**PROVIDED MATERIAL:**
=-=-=

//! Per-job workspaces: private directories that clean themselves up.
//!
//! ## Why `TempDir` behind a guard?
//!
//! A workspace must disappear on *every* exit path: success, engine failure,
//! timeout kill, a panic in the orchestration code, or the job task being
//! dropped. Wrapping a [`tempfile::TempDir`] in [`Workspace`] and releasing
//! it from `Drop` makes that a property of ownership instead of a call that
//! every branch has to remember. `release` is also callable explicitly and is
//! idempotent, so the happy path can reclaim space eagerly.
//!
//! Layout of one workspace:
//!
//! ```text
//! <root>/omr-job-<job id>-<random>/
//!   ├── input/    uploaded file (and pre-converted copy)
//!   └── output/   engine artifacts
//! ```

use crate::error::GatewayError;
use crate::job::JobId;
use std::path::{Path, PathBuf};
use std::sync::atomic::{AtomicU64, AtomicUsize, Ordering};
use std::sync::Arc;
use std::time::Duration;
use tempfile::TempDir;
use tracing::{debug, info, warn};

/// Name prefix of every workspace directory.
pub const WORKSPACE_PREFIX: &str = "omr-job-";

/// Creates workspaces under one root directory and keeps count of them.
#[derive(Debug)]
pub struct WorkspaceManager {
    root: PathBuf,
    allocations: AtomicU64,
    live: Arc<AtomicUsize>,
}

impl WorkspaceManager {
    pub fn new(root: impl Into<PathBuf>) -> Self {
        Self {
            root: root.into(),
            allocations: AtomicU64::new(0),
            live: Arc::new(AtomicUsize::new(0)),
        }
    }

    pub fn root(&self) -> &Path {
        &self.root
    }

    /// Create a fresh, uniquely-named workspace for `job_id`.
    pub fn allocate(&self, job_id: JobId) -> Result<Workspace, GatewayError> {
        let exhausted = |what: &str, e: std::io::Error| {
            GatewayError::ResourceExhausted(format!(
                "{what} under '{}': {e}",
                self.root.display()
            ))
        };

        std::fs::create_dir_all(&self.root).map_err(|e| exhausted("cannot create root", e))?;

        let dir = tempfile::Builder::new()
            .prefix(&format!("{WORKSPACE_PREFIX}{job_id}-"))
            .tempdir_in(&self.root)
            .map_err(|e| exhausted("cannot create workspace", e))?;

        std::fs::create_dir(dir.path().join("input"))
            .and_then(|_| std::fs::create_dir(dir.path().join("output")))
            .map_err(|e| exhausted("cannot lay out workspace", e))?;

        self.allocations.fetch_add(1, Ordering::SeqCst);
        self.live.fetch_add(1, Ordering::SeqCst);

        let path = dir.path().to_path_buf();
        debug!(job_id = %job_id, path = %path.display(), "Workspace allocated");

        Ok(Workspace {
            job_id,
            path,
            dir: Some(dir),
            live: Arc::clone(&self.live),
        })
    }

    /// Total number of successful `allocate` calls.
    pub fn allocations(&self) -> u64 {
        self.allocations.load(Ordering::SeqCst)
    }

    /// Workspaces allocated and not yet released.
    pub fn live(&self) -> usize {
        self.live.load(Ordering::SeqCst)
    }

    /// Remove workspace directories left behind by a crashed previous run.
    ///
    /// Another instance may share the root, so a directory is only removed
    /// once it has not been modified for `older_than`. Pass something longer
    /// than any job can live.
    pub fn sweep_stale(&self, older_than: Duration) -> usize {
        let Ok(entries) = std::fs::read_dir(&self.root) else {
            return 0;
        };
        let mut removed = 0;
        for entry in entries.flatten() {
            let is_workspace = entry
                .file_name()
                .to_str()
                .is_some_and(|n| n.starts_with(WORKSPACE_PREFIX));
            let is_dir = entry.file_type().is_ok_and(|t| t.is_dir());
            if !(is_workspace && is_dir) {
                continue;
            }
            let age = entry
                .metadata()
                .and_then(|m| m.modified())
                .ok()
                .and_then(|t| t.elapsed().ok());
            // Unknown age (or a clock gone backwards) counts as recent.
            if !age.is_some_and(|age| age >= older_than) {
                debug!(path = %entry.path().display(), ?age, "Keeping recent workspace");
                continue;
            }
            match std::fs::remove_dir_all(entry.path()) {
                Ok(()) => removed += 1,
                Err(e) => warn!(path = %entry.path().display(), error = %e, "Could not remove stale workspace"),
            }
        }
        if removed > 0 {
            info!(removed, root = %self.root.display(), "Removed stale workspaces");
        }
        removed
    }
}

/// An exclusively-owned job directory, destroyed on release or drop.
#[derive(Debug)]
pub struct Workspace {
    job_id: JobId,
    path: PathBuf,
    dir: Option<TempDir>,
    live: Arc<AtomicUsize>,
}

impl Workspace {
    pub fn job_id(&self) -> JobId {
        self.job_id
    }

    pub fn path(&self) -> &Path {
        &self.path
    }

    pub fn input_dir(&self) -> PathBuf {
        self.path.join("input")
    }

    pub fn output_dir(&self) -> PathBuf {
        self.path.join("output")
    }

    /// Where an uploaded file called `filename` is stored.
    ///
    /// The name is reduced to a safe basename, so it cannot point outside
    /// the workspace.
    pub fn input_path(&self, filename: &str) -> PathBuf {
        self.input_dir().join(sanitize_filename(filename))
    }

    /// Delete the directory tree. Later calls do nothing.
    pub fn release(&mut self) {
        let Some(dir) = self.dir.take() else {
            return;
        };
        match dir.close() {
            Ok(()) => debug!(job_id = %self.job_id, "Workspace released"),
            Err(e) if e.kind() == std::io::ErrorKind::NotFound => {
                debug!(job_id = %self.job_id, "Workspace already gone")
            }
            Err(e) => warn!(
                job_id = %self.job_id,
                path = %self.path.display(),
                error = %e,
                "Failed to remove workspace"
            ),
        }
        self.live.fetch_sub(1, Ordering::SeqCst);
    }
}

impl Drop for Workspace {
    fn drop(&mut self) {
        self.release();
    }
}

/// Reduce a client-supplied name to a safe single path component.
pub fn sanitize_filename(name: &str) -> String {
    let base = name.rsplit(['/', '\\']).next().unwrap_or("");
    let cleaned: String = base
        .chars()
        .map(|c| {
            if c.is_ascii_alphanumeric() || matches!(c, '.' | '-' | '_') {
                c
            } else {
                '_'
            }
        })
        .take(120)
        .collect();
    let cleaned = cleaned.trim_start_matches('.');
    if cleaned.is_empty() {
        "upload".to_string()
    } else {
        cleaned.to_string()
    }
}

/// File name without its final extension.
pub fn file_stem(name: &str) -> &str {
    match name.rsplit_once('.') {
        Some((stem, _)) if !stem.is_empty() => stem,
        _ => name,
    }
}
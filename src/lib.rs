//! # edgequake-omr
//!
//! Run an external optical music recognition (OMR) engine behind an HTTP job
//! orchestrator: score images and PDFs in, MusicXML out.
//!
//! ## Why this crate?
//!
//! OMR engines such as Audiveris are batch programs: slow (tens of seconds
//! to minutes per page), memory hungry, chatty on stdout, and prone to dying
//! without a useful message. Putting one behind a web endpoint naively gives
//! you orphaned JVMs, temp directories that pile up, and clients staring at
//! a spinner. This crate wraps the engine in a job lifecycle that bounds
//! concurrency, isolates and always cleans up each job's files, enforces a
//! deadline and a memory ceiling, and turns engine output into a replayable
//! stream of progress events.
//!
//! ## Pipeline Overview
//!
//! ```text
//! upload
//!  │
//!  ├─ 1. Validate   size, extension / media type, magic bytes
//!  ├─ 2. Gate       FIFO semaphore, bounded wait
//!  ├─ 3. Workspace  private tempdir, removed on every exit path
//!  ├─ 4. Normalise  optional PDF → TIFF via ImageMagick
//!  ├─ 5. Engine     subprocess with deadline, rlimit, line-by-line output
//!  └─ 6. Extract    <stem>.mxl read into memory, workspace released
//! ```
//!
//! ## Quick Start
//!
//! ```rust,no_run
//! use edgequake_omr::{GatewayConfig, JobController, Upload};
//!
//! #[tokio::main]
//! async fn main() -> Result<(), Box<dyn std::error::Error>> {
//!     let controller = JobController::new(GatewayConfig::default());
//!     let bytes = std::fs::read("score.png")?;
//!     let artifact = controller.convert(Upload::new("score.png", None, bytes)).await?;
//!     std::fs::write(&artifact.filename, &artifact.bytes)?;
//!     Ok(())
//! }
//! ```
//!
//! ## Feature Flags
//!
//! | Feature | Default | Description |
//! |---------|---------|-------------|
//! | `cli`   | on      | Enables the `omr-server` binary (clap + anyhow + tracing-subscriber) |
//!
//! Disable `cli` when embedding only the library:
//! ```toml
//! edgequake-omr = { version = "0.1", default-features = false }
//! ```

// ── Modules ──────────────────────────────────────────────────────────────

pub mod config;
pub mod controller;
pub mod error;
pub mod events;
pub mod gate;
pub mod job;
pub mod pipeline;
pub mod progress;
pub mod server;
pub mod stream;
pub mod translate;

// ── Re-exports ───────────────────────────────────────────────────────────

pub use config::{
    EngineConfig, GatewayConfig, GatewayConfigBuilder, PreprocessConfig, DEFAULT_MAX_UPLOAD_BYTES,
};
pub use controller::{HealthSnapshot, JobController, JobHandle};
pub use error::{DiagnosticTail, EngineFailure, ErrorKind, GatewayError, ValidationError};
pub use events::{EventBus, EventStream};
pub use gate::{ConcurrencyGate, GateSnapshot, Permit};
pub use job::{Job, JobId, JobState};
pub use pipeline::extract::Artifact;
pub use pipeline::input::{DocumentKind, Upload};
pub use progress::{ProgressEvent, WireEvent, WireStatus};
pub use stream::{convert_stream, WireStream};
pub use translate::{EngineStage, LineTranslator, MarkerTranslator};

=-=-=

**TASK OBJECTIVE:** Copy out all lines from the records where the word "WorkspaceManager" appears.

**ANSWER FOR THE TASK:**
pub struct WorkspaceManager {
impl WorkspaceManager {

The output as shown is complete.